DATA:
//! End-to-end tests over the application wiring with a file database.

mod common;

use futures::future::join_all;
use std::collections::HashSet;
use tempfile::TempDir;

use roster::domain::models::{CacheBackend, ChangeType, Page, ProfilePatch};
use roster::infrastructure::setup::{build_context, AppContext};
use roster::Config;

async fn context(backend: CacheBackend) -> (TempDir, AppContext) {
    let dir = tempfile::tempdir().expect("Failed to create temp dir");
    let mut config = Config::default();
    config.database.path = dir.path().join("data").join("roster.db").display().to_string();
    config.cache.backend = backend;
    let ctx = build_context(&config).await.expect("Failed to build context");
    (dir, ctx)
}

#[tokio::test]
async fn test_concurrent_adds_get_distinct_versions() {
    common::setup_test_logging();
    let (_dir, ctx) = context(CacheBackend::Memory).await;
    assert_eq!(ctx.cache_backend, "memory");

    let owner = ctx.users.register("13800000000", "owner", None).await.unwrap();
    let mut peers = Vec::new();
    for i in 1..=8 {
        peers.push(ctx.users.register(&format!("1380000000{i}"), &format!("peer{i}"), None).await.unwrap());
    }

    let adds = peers.iter().map(|p| ctx.friends.add_friend(&owner.uuid, &p.uuid, "contacts"));
    for result in join_all(adds).await {
        result.unwrap();
    }

    let page = ctx.friends.sync(&owner.uuid, "0", 100).await.unwrap();
    assert_eq!(page.changes.len(), 8);
    assert!(page.changes.iter().all(|c| c.change_type == ChangeType::Added));

    let versions: Vec<i64> = page.changes.iter().map(|c| c.relation.version()).collect();
    let distinct: HashSet<i64> = versions.iter().copied().collect();
    assert_eq!(distinct.len(), versions.len());
    assert!(versions.windows(2).all(|w| w[0] < w[1]));
    assert_eq!(page.latest_version, *versions.last().unwrap());
}

#[tokio::test]
async fn test_profile_edits_visible_through_every_lookup() {
    let (_dir, ctx) = context(CacheBackend::Memory).await;

    let user = ctx.users.register("13800000100", "before", Some("b@example.com")).await.unwrap();
    // Warm both the snapshot and the phone index
    ctx.users.get_profile(&user.uuid).await.unwrap();
    ctx.users.get_by_phone("13800000100").await.unwrap();

    let patch = ProfilePatch {
        nickname: Some("after".to_string()),
        ..Default::default()
    };
    ctx.users.update_profile(&user.uuid, patch).await.unwrap();
    ctx.users.change_phone(&user.uuid, "13900000100").await.unwrap();

    assert_eq!(ctx.users.get_profile(&user.uuid).await.unwrap().nickname, "after");
    let by_phone = ctx.users.get_by_phone("13900000100").await.unwrap();
    assert_eq!(by_phone.uuid, user.uuid);
    assert_eq!(by_phone.nickname, "after");
    assert!(ctx.users.get_by_phone("13800000100").await.unwrap_err().is_not_found());

    let batch = ctx.users.batch_get(&[user.uuid.clone()]).await.unwrap();
    assert_eq!(batch[0].telephone, "13900000100");
}

#[tokio::test]
async fn test_store_alone_serves_everything_without_a_cache() {
    let (_dir, ctx) = context(CacheBackend::None).await;
    assert_eq!(ctx.cache_backend, "none");

    let a = ctx.users.register("13800000200", "a", None).await.unwrap();
    let b = ctx.users.register("13800000201", "b", None).await.unwrap();
    ctx.friends.add_friend(&a.uuid, &b.uuid, "").await.unwrap();
    ctx.friends.set_group_tag(&a.uuid, &b.uuid, "work").await.unwrap();

    let (friends, total) = ctx.friends.list_friends(&a.uuid, Some("work"), Page::default()).await.unwrap();
    assert_eq!(total, 1);
    assert_eq!(friends[0].peer_uuid, b.uuid);
    assert_eq!(ctx.friends.list_tags(&a.uuid).await.unwrap(), vec!["work"]);
}
//! Soft-fail wrapper around a [`CacheClient`].
//!
//! The only place cache-tier errors are handled. Every call is bounded by
//! the configured operation timeout; failures and timeouts are logged and
//! turned into "no value" or "did not happen".

use std::future::Future;
use std::sync::Arc;
use std::time::Duration;
use tracing::warn;

use crate::domain::ports::{CacheClient, CacheError, CacheResult};

#[derive(Clone)]
pub struct SoftCache {
    client: Arc<dyn CacheClient>,
    op_timeout: Duration,
}

impl SoftCache {
    pub fn new(client: Arc<dyn CacheClient>, op_timeout: Duration) -> Self {
        Self { client, op_timeout }
    }

    pub fn backend(&self) -> &'static str {
        self.client.backend()
    }

    async fn bounded<T>(&self, op: &'static str, key: &str, fut: impl Future<Output = CacheResult<T>>) -> Option<T> {
        let outcome = match tokio::time::timeout(self.op_timeout, fut).await {
            Ok(result) => result,
            Err(_) => Err(CacheError::Timeout(self.op_timeout)),
        };

        match outcome {
            Ok(value) => Some(value),
            Err(err) => {
                warn!(backend = self.client.backend(), op, key, error = %err, "Cache operation failed, continuing without cache");
                None
            }
        }
    }

    /// `None` on a miss or on any cache fault.
    pub async fn get(&self, key: &str) -> Option<Vec<u8>> {
        self.bounded("get", key, self.client.get(key)).await.flatten()
    }

    /// One slot per key. A failed call yields all misses.
    pub async fn get_many(&self, keys: &[String]) -> Vec<Option<Vec<u8>>> {
        if keys.is_empty() {
            return Vec::new();
        }

        let label = keys.first().map_or("", String::as_str);
        match self.bounded("get_many", label, self.client.get_many(keys)).await {
            Some(values) if values.len() == keys.len() => values,
            Some(values) => {
                warn!(
                    backend = self.client.backend(),
                    expected = keys.len(),
                    received = values.len(),
                    "Cache returned a mismatched batch, treating as misses"
                );
                vec![None; keys.len()]
            }
            None => vec![None; keys.len()],
        }
    }

    /// Returns whether the write is known to have happened.
    pub async fn set(&self, key: &str, value: &[u8], ttl: Option<Duration>) -> bool {
        self.bounded("set", key, self.client.set(key, value, ttl)).await.is_some()
    }

    /// Returns whether the delete is known to have happened.
    pub async fn delete(&self, key: &str) -> bool {
        self.bounded("delete", key, self.client.delete(key)).await.is_some()
    }
}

TASK DIRECTIONS: If a line above holds the string "tempfile", return it as it stands.

RESPONSE FOR THIS EXERCISE:
use tempfile::TempDir;
    let dir = tempfile::tempdir().expect("Failed to create temp dir");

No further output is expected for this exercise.